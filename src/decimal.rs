use rust_decimal::{Decimal, RoundingStrategy};
use serde::{Deserialize, Serialize};
use std::fmt;
use std::iter::Sum;
use std::ops::{Add, AddAssign, Div, Mul, Neg, Sub, SubAssign};
use std::str::FromStr;

/// number of fractional digits carried by every amount
pub const MONEY_SCALE: u32 = 2;

/// Money type held in exact cents.
///
/// Every constructor normalizes to two fractional digits with
/// half-away-from-zero rounding, so sums and differences of two amounts
/// are plain integer-cent arithmetic and never drift.
#[derive(Debug, Clone, Copy, PartialEq, Eq, PartialOrd, Ord, Hash, Serialize, Deserialize)]
#[serde(from = "Decimal", into = "Decimal")]
pub struct Money(Decimal);

impl Money {
    pub const ZERO: Money = Money(Decimal::from_parts(0, 0, 0, false, MONEY_SCALE));
    pub const CENT: Money = Money(Decimal::from_parts(1, 0, 0, false, MONEY_SCALE));

    /// create from decimal, rounding to cents
    pub fn from_decimal(d: Decimal) -> Self {
        Money(normalize(d))
    }

    /// create from string with exact parsing
    pub fn from_str_exact(s: &str) -> Result<Self, rust_decimal::Error> {
        Ok(Money(normalize(Decimal::from_str(s)?)))
    }

    /// create from whole currency units
    pub fn from_major(amount: i64) -> Self {
        Money(normalize(Decimal::from(amount)))
    }

    /// create from cents
    pub fn from_minor(cents: i64) -> Self {
        Money(Decimal::new(cents, MONEY_SCALE))
    }

    /// amount expressed in cents
    pub fn minor_units(&self) -> i128 {
        let mut d = self.0;
        d.rescale(MONEY_SCALE);
        d.mantissa()
    }

    pub fn as_decimal(&self) -> Decimal {
        self.0
    }

    pub fn is_zero(&self) -> bool {
        self.0.is_zero()
    }

    /// strictly greater than zero
    pub fn is_positive(&self) -> bool {
        self.0 > Decimal::ZERO
    }

    /// strictly less than zero
    pub fn is_negative(&self) -> bool {
        self.0 < Decimal::ZERO
    }

    pub fn abs(&self) -> Self {
        Money(self.0.abs())
    }

    pub fn min(self, other: Self) -> Self {
        Money(self.0.min(other.0))
    }

    pub fn max(self, other: Self) -> Self {
        Money(self.0.max(other.0))
    }
}

impl Default for Money {
    fn default() -> Self {
        Money::ZERO
    }
}

fn normalize(d: Decimal) -> Decimal {
    let mut rounded = d.round_dp_with_strategy(MONEY_SCALE, RoundingStrategy::MidpointAwayFromZero);
    rounded.rescale(MONEY_SCALE);
    // keep a single representation of zero
    if rounded.is_zero() {
        rounded.set_sign_positive(true);
    }
    rounded
}

impl fmt::Display for Money {
    fn fmt(&self, f: &mut fmt::Formatter<'_>) -> fmt::Result {
        write!(f, "{}", self.0)
    }
}

impl FromStr for Money {
    type Err = rust_decimal::Error;

    fn from_str(s: &str) -> Result<Self, Self::Err> {
        Money::from_str_exact(s)
    }
}

impl From<Decimal> for Money {
    fn from(d: Decimal) -> Self {
        Money::from_decimal(d)
    }
}

impl From<Money> for Decimal {
    fn from(m: Money) -> Self {
        m.0
    }
}

impl From<i32> for Money {
    fn from(i: i32) -> Self {
        Money::from_major(i as i64)
    }
}

impl Add for Money {
    type Output = Money;

    fn add(self, other: Money) -> Money {
        Money(normalize(self.0 + other.0))
    }
}

impl AddAssign for Money {
    fn add_assign(&mut self, other: Money) {
        self.0 = normalize(self.0 + other.0);
    }
}

impl Sub for Money {
    type Output = Money;

    fn sub(self, other: Money) -> Money {
        Money(normalize(self.0 - other.0))
    }
}

impl SubAssign for Money {
    fn sub_assign(&mut self, other: Money) {
        self.0 = normalize(self.0 - other.0);
    }
}

impl Neg for Money {
    type Output = Money;

    fn neg(self) -> Money {
        Money(normalize(-self.0))
    }
}

impl Mul<Decimal> for Money {
    type Output = Money;

    fn mul(self, other: Decimal) -> Money {
        Money(normalize(self.0 * other))
    }
}

impl Div<Decimal> for Money {
    type Output = Money;

    fn div(self, other: Decimal) -> Money {
        Money(normalize(self.0 / other))
    }
}

impl Sum for Money {
    fn sum<I: Iterator<Item = Money>>(iter: I) -> Money {
        iter.fold(Money::ZERO, |acc, x| acc + x)
    }
}

/// interest rate held as a fraction (0.24 means 24%)
#[derive(Debug, Clone, Copy, PartialEq, Eq, PartialOrd, Ord, Serialize, Deserialize, Default)]
pub struct Rate(Decimal);

impl Rate {
    pub const ZERO: Rate = Rate(Decimal::ZERO);

    /// create from fraction (e.g., 0.05 for 5%)
    pub fn from_decimal(d: Decimal) -> Self {
        Rate(d)
    }

    /// create from percentage (e.g., 24 for 24%)
    pub fn from_percent(p: Decimal) -> Self {
        Rate(p / Decimal::ONE_HUNDRED)
    }

    pub fn as_decimal(&self) -> Decimal {
        self.0
    }

    pub fn as_percentage(&self) -> Decimal {
        self.0 * Decimal::ONE_HUNDRED
    }

    pub fn is_zero(&self) -> bool {
        self.0.is_zero()
    }

    pub fn is_negative(&self) -> bool {
        self.0 < Decimal::ZERO
    }

    /// monthly rate from annual rate
    pub fn monthly(&self) -> Rate {
        Rate(self.0 / Decimal::from(12))
    }
}

impl fmt::Display for Rate {
    fn fmt(&self, f: &mut fmt::Formatter<'_>) -> fmt::Result {
        write!(f, "{}%", self.as_percentage().normalize())
    }
}

impl From<Decimal> for Rate {
    fn from(d: Decimal) -> Self {
        Rate::from_decimal(d)
    }
}
/// cash register day - open, collect, reconcile
use chrono::{Duration, TimeZone, Utc};
use microloan_ledger::{
    CashRegisterLedger, ClosureReport, LedgerConfig, Money, PaymentMethod, SafeTimeProvider,
    TimeSource,
};

fn main() -> Result<(), Box<dyn std::error::Error>> {
    tracing_subscriber::fmt()
        .with_env_filter(tracing_subscriber::EnvFilter::from_default_env())
        .init();

    println!("=== cash register day ===\n");

    let time = SafeTimeProvider::new(TimeSource::Test(
        Utc.with_ymd_and_hms(2025, 3, 3, 8, 0, 0).unwrap(),
    ));
    let controller = time.test_control().unwrap();

    let config = LedgerConfig::default();
    let mut ledger = CashRegisterLedger::new(config.clone());

    let session = ledger.open(Money::from_major(500), "op1", &time)?;
    println!("opened session {} at {}", session.id, session.opened_at);

    let payments = [
        ("123.47", PaymentMethod::Cash, "DNI 45678912"),
        ("80.00", PaymentMethod::Digital, "DNI 70001122"),
        ("57.32", PaymentMethod::Cash, "RUC 20123456789"),
    ];

    for (amount, method, client) in payments {
        controller.advance(Duration::minutes(45));
        let tx = ledger.record_payment(amount.parse()?, method, client, &time)?;
        println!(
            "  {:?} {:>8} adj {:>5} -> {:>8}  ({})",
            tx.method,
            tx.nominal_amount.to_string(),
            tx.rounding_adjustment.to_string(),
            tx.settled_amount.to_string(),
            client
        );
    }

    let summary = ledger.summary();
    println!("\nopening:     {}", summary.opening_balance);
    println!("cash in:     {}", summary.cash_entries);
    println!("digital in:  {}", summary.digital_entries);
    println!("rounding:    {}", summary.total_rounding_adjustment);
    println!("theoretical: {}", summary.theoretical_total);

    controller.advance(Duration::hours(8));
    let result = ledger.close("680.80".parse()?, &time)?;
    println!(
        "\ncounted {} difference {} balanced {}",
        result.counted_cash, result.difference, result.is_balanced
    );

    if let Some(session) = ledger.session() {
        let report = ClosureReport::from_session(session, &config);
        println!("\n{}", report.to_json_pretty()?);
    }

    Ok(())
}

Action item =>
Through the line that contains "use std::str::FromStr;", copy the material above exactly, beginning at its first line and including nothing more.

Expected output =>
filename src/decimal.rs
use rust_decimal::{Decimal, RoundingStrategy};
use serde::{Deserialize, Serialize};
use std::fmt;
use std::iter::Sum;
use std::ops::{Add, AddAssign, Div, Mul, Neg, Sub, SubAssign};
use std::str::FromStr;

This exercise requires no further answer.